Мир уж очень быстро меняется, а мы с пафосом традиционализма и консервативных устремлений не успеваем. Кампания и сопровождающая её экономическая война заставляют быстро переустраивать жизнь, но с этим пока только самые азы читаются.

– Как вы недавно очень верно заметили, Запад сейчас активно продвигает тезис о том, что, начав СВО, «Россия откатилась с позиции мировой державы, замкнувшись в региональных проблемах и утрачивая способность к глобальному позиционированию». А как, по вашему мнению, всё обстоит на самом деле?

– Как я сказал, отчасти это так. Важность одной задачи столь велика, что все остальные отходят на второй план. И это надо пережить, то есть решить эту задачу, чтобы потом иметь возможность снова заняться другими.
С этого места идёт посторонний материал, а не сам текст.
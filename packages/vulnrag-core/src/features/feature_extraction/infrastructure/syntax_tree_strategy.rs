//! Syntax-tree feature extraction (tree-sitter C)
//!
//! Counts come from the concrete syntax tree instead of a CPG:
//! - nodes / edges: named nodes and their named parent→child links
//! - control structures: if/for/while/do/switch statements and `case` labels
//! - blocks: compound statements; methods: function definitions
//! - nesting: deepest compound statement
//! - calls: target names of call expressions

use std::collections::HashSet;
use tree_sitter::{Language, Node, Parser};

use crate::features::feature_extraction::domain::{
    ExtractedFeatures, NameObservations, StrategyKind, StructuralFeatures,
};
use crate::features::feature_extraction::error::FeatureExtractionError;
use crate::features::feature_extraction::ports::FeatureExtractionStrategy;
use crate::shared::utils::tree_sitter::{
    call_target_name, count_ancestors, extract_node_text, walk_with_depth,
};

const COMPOUND_STATEMENT: &str = "compound_statement";

/// tree-sitter based text strategy
#[derive(Clone)]
pub struct SyntaxTreeStrategy {
    language: Language,
}

impl std::fmt::Debug for SyntaxTreeStrategy {
    fn fmt(&self, f: &mut std::fmt::Formatter<'_>) -> std::fmt::Result {
        f.debug_struct("SyntaxTreeStrategy").finish_non_exhaustive()
    }
}

impl SyntaxTreeStrategy {
    /// Load the C grammar; fails when the grammar is incompatible with the
    /// linked tree-sitter runtime.
    pub fn new() -> Result<Self, FeatureExtractionError> {
        let language = tree_sitter_c::language();
        let mut parser = Parser::new();
        parser
            .set_language(&language)
            .map_err(|e| FeatureExtractionError::GrammarUnavailable(e.to_string()))?;
        Ok(Self { language })
    }

    fn parser(&self) -> Result<Parser, FeatureExtractionError> {
        let mut parser = Parser::new();
        parser
            .set_language(&self.language)
            .map_err(|e| FeatureExtractionError::GrammarUnavailable(e.to_string()))?;
        Ok(parser)
    }
}

impl FeatureExtractionStrategy for SyntaxTreeStrategy {
    fn kind(&self) -> StrategyKind {
        StrategyKind::SyntaxTree
    }

    fn extract(&self, code: &str) -> Result<ExtractedFeatures, FeatureExtractionError> {
        let mut parser = self.parser()?;
        let tree = parser
            .parse(code, None)
            .ok_or_else(|| FeatureExtractionError::ParseFailed("parser returned no tree".into()))?;

        let mut counts = TreeCounts::default();
        let mut observations = NameObservations::new();
        // ids of name nodes already recorded as call targets
        let mut call_names: HashSet<usize> = HashSet::new();

        walk_with_depth(tree.root_node(), |node, _| {
            if !node.is_named() {
                return;
            }
            counts.nodes += 1;
            counts.edges += node.named_child_count();

            match node.kind() {
                "if_statement" | "for_statement" | "while_statement" | "do_statement"
                | "switch_statement" => counts.control += 1,
                "case_statement" if is_case_label(&node) => counts.control += 1,
                COMPOUND_STATEMENT => {
                    counts.blocks += 1;
                    let depth = 1 + count_ancestors(node, |kind| kind == COMPOUND_STATEMENT);
                    counts.nesting = counts.nesting.max(depth);
                }
                "function_definition" => counts.methods += 1,
                "call_expression" => {
                    if let Some((id, name)) = call_target(&node, code) {
                        call_names.insert(id);
                        observations.push_call(name);
                    }
                }
                "identifier" => {
                    if !call_names.contains(&node.id()) && !is_definition_name(&node) {
                        observations.push_identifier(extract_node_text(&node, code));
                    }
                }
                "field_identifier" => {
                    if !call_names.contains(&node.id()) {
                        observations.push_field_identifier(extract_node_text(&node, code));
                    }
                }
                _ => {}
            }
        });

        let control = counts.control;
        let structural = StructuralFeatures {
            node_count: counts.nodes,
            edge_count: counts.edges,
            cyclomatic_complexity: 1 + control,
            nesting_depth: counts.nesting,
            essential_complexity: control + (2 * control) / 10,
            control_structure_count: control,
            block_count: counts.blocks,
            method_count: counts.methods,
            call_entropy: observations.call_entropy(),
            ..Default::default()
        }
        .with_ratios(observations.call_count());

        Ok(ExtractedFeatures::new(
            structural,
            observations.summarize(),
            StrategyKind::SyntaxTree,
            false,
        ))
    }
}

#[derive(Debug, Default)]
struct TreeCounts {
    nodes: usize,
    edges: usize,
    control: usize,
    blocks: usize,
    methods: usize,
    nesting: usize,
}

/// `case X:` but not `default:`
fn is_case_label(node: &Node) -> bool {
    node.child(0).is_some_and(|first| first.kind() == "case")
}

/// Name node id and text of a call expression's target
fn call_target<'a>(call: &Node, code: &'a str) -> Option<(usize, &'a str)> {
    let name = call_target_name(call, code)?;
    let function = call.child_by_field_name("function")?;
    let name_node = match function.kind() {
        "field_expression" => function.child_by_field_name("field")?,
        _ => function,
    };
    Some((name_node.id(), name))
}

/// The declared name of a function definition or prototype
fn is_definition_name(node: &Node) -> bool {
    node.parent().is_some_and(|parent| {
        parent.kind() == "function_declarator"
            && parent
                .child_by_field_name("declarator")
                .is_some_and(|d| d.id() == node.id())
    })
}

#[cfg(test)]
mod tests {
    use super::*;
    use crate::features::feature_extraction::domain::DangerTier;
    use pretty_assertions::assert_eq;

    fn extract(code: &str) -> ExtractedFeatures {
        SyntaxTreeStrategy::new().unwrap().extract(code).unwrap()
    }

    #[test]
    fn test_nested_if_with_strcpy() {
        let f = extract("void f(){ if(x){ strcpy(a,b); } }");
        assert_eq!(f.structural.control_structure_count, 1);
        assert_eq!(f.structural.nesting_depth, 2);
        assert_eq!(f.structural.block_count, 2);
        assert_eq!(f.structural.method_count, 1);
        assert_eq!(f.semantic.top_calls, vec!["strcpy"]);
        assert_eq!(f.semantic.dangerous_calls[0].tier, DangerTier::Unbounded);
        assert_eq!(f.metadata.strategy, StrategyKind::SyntaxTree);
    }

    #[test]
    fn test_identifiers_exclude_call_and_definition_names() {
        let f = extract("int g(int n) { return h(n) + n; }");
        assert_eq!(f.semantic.top_calls, vec!["h"]);
        assert_eq!(f.semantic.top_identifiers, vec!["n"]);
    }

    #[test]
    fn test_member_call_and_fields() {
        let f = extract("void f(struct s *p) { p->len = 0; p->ops->release(p); }");
        assert_eq!(f.semantic.top_calls, vec!["release"]);
        assert_eq!(f.semantic.top_field_identifiers, vec!["len", "ops"]);
    }

    #[test]
    fn test_switch_cases() {
        let f = extract("void f(int x) { switch (x) { case 1: break; case 2: break; default: break; } }");
        // switch + two case labels
        assert_eq!(f.structural.control_structure_count, 3);
        assert_eq!(f.structural.cyclomatic_complexity, 4);
    }

    #[test]
    fn test_tree_counts_consistent() {
        let f = extract("int main(void) { int a = 1; while (a) { a--; } return a; }");
        // every named node except the root has exactly one named parent
        assert_eq!(f.structural.edge_count + 1, f.structural.node_count);
        assert!(f.structural.graph_density > 0.0);
    }

    #[test]
    fn test_unparsable_text_still_extracts() {
        let f = extract("this is not C {{{");
        assert!(f.structural.node_count > 0);
    }
}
– Согласно вашей логике, начав СВО, Россия вбила последний гвоздь в гроб прежнего мироустройства. А вот если бы Россия не начала спецоперацию в прошлом феврале, оказалось бы прежнее мироустройство в гробу или нет?

– Насчёт последнего гвоздя я бы не торопился. Весомый костыль – да. Но над гробом ещё трудиться и трудиться.

Мироустройство шло к кризису и без решений, принятых год назад. В некотором смысле сами эти решения Москвы – как раз продукт кризиса. Как и многие другие проявления.

Была ли возможность дождаться ускорения деградации международных систем, не прибегая к столь резким действиям, просто выждать, когда мимо проплывёт труп мировой гегемонии? Не знаю, не исключено, что ждать пришлось бы долго.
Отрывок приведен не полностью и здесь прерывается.